**What the exercise asks**
Repeat each entry word for word.

**Records for this task**
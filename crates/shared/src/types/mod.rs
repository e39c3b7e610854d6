//! Common types used across the application.

pub mod id;
pub mod money;

pub use id::*;
pub use money::{Currency, MONEY_SCALE, fits_money_column, format_amount, max_money};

**Solution below**
filename crates/shared/src/types/mod.rs
repository e39c3b7e610854d6
//! Common types used across the application.

pub mod id;
pub mod money;

pub use id::*;
pub use money::{Currency, MONEY_SCALE, fits_money_column, format_amount, max_money};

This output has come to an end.